Dry powder COVID-19 vaccines could also be combined with microneedle patches, to allow people to self-administer the vaccine themselves in their own home. Microneedles are miniature needles – measured in millionths of a meter – which are designed to deliver medicines through the skin with minimal pain. So far, they have been used mainly in cosmetic products, but many scientists are working to use them to deliver drugs or vaccines.
At Georgia Institute of Technology in Atlanta, Mark Prausnitz is leading a couple of projects looking at incorporating COVID-19 vaccines into microneedle patches with the hope of running some early-stage clinical trials over the next couple of years. "The advantage is that they maintain the vaccine in a stable, dry state until it dissolves in the skin," he explains.
Prausnitz and others believe that once the first generation of COVID-19 vaccines become available, biotech and pharmaceutical companies will show more interest in adapting their products so they can be used in a dried form or with a microneedle patch. "There is so much pressure to get the COVID vaccine out that right now, vaccine developers are not interested in incorporating a novel delivery method," he says. "That will have to come later, once the pressure is lessened."

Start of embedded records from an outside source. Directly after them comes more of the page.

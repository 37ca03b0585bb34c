//! Logging and OpenTelemetry setup.
//!
//! Always installs a tracing-subscriber fmt layer on stderr. When an OTLP
//! endpoint is configured, traces, metrics, and logs are exported there as
//! well.

pub mod consumer;
pub mod metrics;

use crate::error::{Error, Result};
use opentelemetry::KeyValue;
use opentelemetry_otlp::WithExportConfig as _;
use opentelemetry_sdk::Resource;
use opentelemetry_sdk::logs::SdkLoggerProvider;
use opentelemetry_sdk::metrics::SdkMeterProvider;
use opentelemetry_sdk::trace::SdkTracerProvider;

/// Configuration for telemetry initialization.
pub struct TelemetryConfig {
    /// Optional OTLP endpoint (e.g. "http://localhost:4317").
    pub endpoint: Option<String>,
    /// The service name reported in telemetry signals.
    pub service_name: String,
    /// Filter directive used when `RUST_LOG` is unset.
    pub log_level: String,
}

/// Guard that flushes and shuts down the OTel providers on drop.
///
/// Hold it for the lifetime of the process.
#[derive(Default)]
pub struct TelemetryGuard {
    tracer_provider: Option<SdkTracerProvider>,
    meter_provider: Option<SdkMeterProvider>,
    logger_provider: Option<SdkLoggerProvider>,
}

impl TelemetryGuard {
    /// Force-flush all telemetry pipelines.
    pub fn force_flush(&self) {
        if let Some(ref provider) = self.tracer_provider {
            let _ = provider.force_flush();
        }
        if let Some(ref provider) = self.meter_provider {
            let _ = provider.force_flush();
        }
        if let Some(ref provider) = self.logger_provider {
            let _ = provider.force_flush();
        }
    }
}

impl Drop for TelemetryGuard {
    fn drop(&mut self) {
        if let Some(provider) = self.logger_provider.take() {
            let _ = provider.shutdown();
        }
        if let Some(provider) = self.meter_provider.take() {
            let _ = provider.shutdown();
        }
        if let Some(provider) = self.tracer_provider.take() {
            let _ = provider.shutdown();
        }
    }
}

/// Initialize logging, plus OTLP export when an endpoint is configured.
///
/// # Errors
///
/// Fails if an OTLP exporter cannot be built or a global subscriber is
/// already installed.
pub fn init_telemetry(config: TelemetryConfig) -> Result<TelemetryGuard> {
    use opentelemetry::trace::TracerProvider as _;
    use tracing_subscriber::EnvFilter;
    use tracing_subscriber::layer::SubscriberExt as _;
    use tracing_subscriber::util::SubscriberInitExt as _;

    let env_filter = EnvFilter::try_from_default_env()
        .unwrap_or_else(|_| EnvFilter::new(&config.log_level));

    let Some(endpoint) = config.endpoint else {
        tracing_subscriber::registry()
            .with(env_filter)
            .with(tracing_subscriber::fmt::layer())
            .try_init()
            .map_err(|e| Error::Other(format!("failed to init tracing subscriber: {e}")))?;
        return Ok(TelemetryGuard::default());
    };

    let resource = Resource::builder()
        .with_service_name(config.service_name)
        .with_attribute(KeyValue::new(
            opentelemetry_semantic_conventions::resource::SERVICE_VERSION,
            env!("CARGO_PKG_VERSION"),
        ))
        .build();

    let tracer_provider = tracer_provider(&endpoint, resource.clone())?;
    let meter_provider = meter_provider(&endpoint, resource.clone())?;
    let logger_provider = logger_provider(&endpoint, resource)?;
    opentelemetry::global::set_meter_provider(meter_provider.clone());

    let trace_layer =
        tracing_opentelemetry::layer().with_tracer(tracer_provider.tracer("queue-tasks"));
    let log_layer =
        opentelemetry_appender_tracing::layer::OpenTelemetryTracingBridge::new(&logger_provider);

    tracing_subscriber::registry()
        .with(env_filter)
        .with(tracing_subscriber::fmt::layer().compact())
        .with(trace_layer)
        .with(log_layer)
        .try_init()
        .map_err(|e| Error::Other(format!("failed to init tracing subscriber: {e}")))?;

    Ok(TelemetryGuard {
        tracer_provider: Some(tracer_provider),
        meter_provider: Some(meter_provider),
        logger_provider: Some(logger_provider),
    })
}

fn tracer_provider(endpoint: &str, resource: Resource) -> Result<SdkTracerProvider> {
    let exporter = opentelemetry_otlp::SpanExporter::builder()
        .with_tonic()
        .with_endpoint(endpoint)
        .build()
        .map_err(|e| Error::Other(format!("failed to create OTLP span exporter: {e}")))?;
    Ok(SdkTracerProvider::builder()
        .with_batch_exporter(exporter)
        .with_resource(resource)
        .build())
}

fn meter_provider(endpoint: &str, resource: Resource) -> Result<SdkMeterProvider> {
    let exporter = opentelemetry_otlp::MetricExporter::builder()
        .with_tonic()
        .with_endpoint(endpoint)
        .build()
        .map_err(|e| Error::Other(format!("failed to create OTLP metric exporter: {e}")))?;
    Ok(SdkMeterProvider::builder()
        .with_periodic_exporter(exporter)
        .with_resource(resource)
        .build())
}

fn logger_provider(endpoint: &str, resource: Resource) -> Result<SdkLoggerProvider> {
    let exporter = opentelemetry_otlp::LogExporter::builder()
        .with_tonic()
        .with_endpoint(endpoint)
        .build()
        .map_err(|e| Error::Other(format!("failed to create OTLP log exporter: {e}")))?;
    Ok(SdkLoggerProvider::builder()
        .with_batch_exporter(exporter)
        .with_resource(resource)
        .build())
}
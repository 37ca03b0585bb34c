//! In-process backends.
//!
//! Used by tests and by single-process runs with `DATABASE_URL=memory://`.
//! They honor the same contracts as the Postgres backends: visibility
//! timeouts on the queue, per-shard ordering and closure on the stream, and
//! change events for every table write.

mod queue;
mod stream;
mod table;

pub use queue::MemoryQueue;
pub use stream::MemoryStream;
pub use table::MemoryTable;

use std::sync::{Mutex, MutexGuard, PoisonError};

/// Lock a mutex, recovering the data if a previous holder panicked.
fn lock<T>(mutex: &Mutex<T>) -> MutexGuard<'_, T> {
    mutex.lock().unwrap_or_else(PoisonError::into_inner)
}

The Struggle of Low-Income Nations
For low-income nations, time will only tell whether technological advancements can enable them to access the first wave of licensed COVID-19 vaccines. But reports already suggest that they are in danger of becoming an afterthought in the race to procure vaccine supplies.
While initiatives such as COVAX are attempting to make sure that vaccine access is equitable, high and middle-income countries have already inked deals to secure 3.8 billion doses, with options for another 5 billion. One particularly sobering study by the Duke Global Health Innovation Center has suggested that such hoarding means many low-income nations may not receive a vaccine until 2024.
For Bosco and the residents of Mubende District in Uganda, all they can do is wait. In the meantime, there is a more pressing problem: fixing their generators. "We hope that we can receive a vaccine," she says. "But the biggest problem will be finding ways to safely store it. Right now we cannot keep any medicines or vaccines in the conditions they need, because we don't have the funds to repair our power generators."